Offshore of New York is the Fall Zone Peneplain, an area of much more ancient crystalline rocks that forms the slowly sinking continental shelf of eastern North America. Eroded nearly flat, this surface began to be covered by the current sediments of the Atlantic coastal plain beginning in the Jurassic. In fact, the current basement rocks date to a time span between the Proterozoic and early Jurassic. Recent geologic research has revealed the Baltimore Canyon Trough, a long basin south of Long Island filled with up to 12 kilometers of rock. Sedimentary rocks are about six kilometers thick in the Long Island Platform. Some of the thinnest sediments are only 600 meters thick at Fire Island.

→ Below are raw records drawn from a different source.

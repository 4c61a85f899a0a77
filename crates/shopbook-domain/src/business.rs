//! Domain type for tenant businesses.

use serde::{Deserialize, Serialize};
use uuid::Uuid;

use crate::common::*;

/// A tenant-scoped ledger owned by exactly one user.
///
/// The owner relationship is immutable after creation; there is no
/// transfer-of-ownership path.
#[derive(Debug, Clone, Serialize, Deserialize, PartialEq)]
pub struct Business {
    pub id: Uuid,
    pub owner_id: Uuid,
    pub name: String,
}

impl Business {
    pub fn new(owner_id: Uuid, name: impl Into<String>) -> Self {
        Self {
            id: Uuid::new_v4(),
            owner_id,
            name: name.into(),
        }
    }
}

impl Identifiable for Business {
    fn id(&self) -> Uuid {
        self.id
    }
}

impl NamedEntity for Business {
    fn name(&self) -> &str {
        &self.name
    }
}
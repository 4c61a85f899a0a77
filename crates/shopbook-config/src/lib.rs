//! shopbook-config
//!
//! Frontend configuration: where ledgers live on disk and the default
//! reporting knobs. The core crates never read configuration themselves.

pub mod error;
pub mod manager;
pub mod model;

pub use error::ConfigError;
pub use manager::ConfigManager;
pub use model::Config;
//! Business logic for tenant businesses and ownership scoping.

use uuid::Uuid;

use shopbook_domain::{Business, Ledger};

use crate::CoreError;

/// Provides validated mutations and the ownership check for [`Business`]
/// entities.
pub struct BusinessService;

impl BusinessService {
    /// Creates a business owned by `owner_id`. The owner relationship is
    /// fixed at creation; there is no transfer path.
    pub fn create(
        ledger: &mut Ledger,
        owner_id: Uuid,
        name: impl Into<String>,
    ) -> Result<Uuid, CoreError> {
        let name = name.into();
        if name.trim().is_empty() {
            return Err(CoreError::Validation(
                "business name must not be empty".into(),
            ));
        }
        if ledger.user(owner_id).is_none() {
            return Err(CoreError::UserNotFound(owner_id.to_string()));
        }
        Ok(ledger.add_business(Business::new(owner_id, name)))
    }

    /// Returns the businesses owned by `owner_id`.
    pub fn list_for_owner(ledger: &Ledger, owner_id: Uuid) -> Vec<&Business> {
        ledger.businesses_for(owner_id).collect()
    }

    /// Verifies the `(user, business)` pair the access boundary hands to
    /// every business-scoped operation. The core performs no other
    /// authorization.
    pub fn ensure_owned(
        ledger: &Ledger,
        user_id: Uuid,
        business_id: Uuid,
    ) -> Result<(), CoreError> {
        let business = ledger
            .business(business_id)
            .ok_or(CoreError::BusinessNotFound(business_id))?;
        if business.owner_id != user_id {
            return Err(CoreError::NotOwner {
                user: user_id,
                business: business_id,
            });
        }
        Ok(())
    }
}
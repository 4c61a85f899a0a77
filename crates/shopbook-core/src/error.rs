use thiserror::Error;
use uuid::Uuid;

use shopbook_domain::{DateWindowError, MovementKindError};

#[derive(Debug, Error)]
pub enum CoreError {
    #[error("Ledger not found: {0}")]
    LedgerNotFound(String),
    #[error("User not found: {0}")]
    UserNotFound(String),
    #[error("Business not found: {0}")]
    BusinessNotFound(Uuid),
    #[error("Product not found: {0}")]
    ProductNotFound(Uuid),
    #[error("Movement not found: {0}")]
    MovementNotFound(Uuid),
    #[error("Business {business} does not belong to user {user}")]
    NotOwner { user: Uuid, business: Uuid },
    #[error("Validation failed: {0}")]
    Validation(String),
    #[error("Not enough history to forecast: {have} sale days recorded, {need} required")]
    InsufficientData { have: usize, need: usize },
    #[error("Storage error: {0}")]
    Storage(String),
    #[error("Serialization error: {0}")]
    Serde(String),
    #[error(transparent)]
    Io(#[from] std::io::Error),
}

impl From<DateWindowError> for CoreError {
    fn from(err: DateWindowError) -> Self {
        CoreError::Validation(err.to_string())
    }
}

impl From<MovementKindError> for CoreError {
    fn from(err: MovementKindError) -> Self {
        CoreError::Validation(err.to_string())
    }
}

A research well, COST B-3 drilled 130 kilometers off of Long Island in the Baltimore Canyon Trough, encountering two-kilometer thick rocks from the Cretaceous. Most rocks offshore are marl with some clay and limestone. The green mineral glauconite is particularly common.

===Cenozoic (66 million years ago-present)===
Aside from sediments produced or moved by glaciers, rivers and streams during the last 2.5 million years of the Quaternary, Cenozoic rocks are extremely rare in New York. A small Oligocene lignite deposit near Brandon, Vermont may extend into New York. Several kilometers of rock eroded and deposited offshore in the Atlantic coastal plain and eastern North American continental shelf.

Drilling offshore of New Jersey and Long Island indicates Cenozoic sediments 130 meters thick reaching up to 1.5 kilometers thick near the edge of the continental shelf. The biggest increase in thickness took place during the Miocene. Deeply weathered saprolite soils formed throughout the region, with small remnants found in New York City, the Adirondacks, and Catskills during highway construction.

Rivers responsible for transporting sediment out of the region were significantly rechanneled or filled with sediments during the Pleistocene glaciations. The Erian River once downcut Middle Devonian shales, feeding into the Erie Basin while the Ontarian River eroded Ordovician shales into the Ontario Basin. The Sound River has been inferred as an eastward flowing river replaced by Long Island Sound.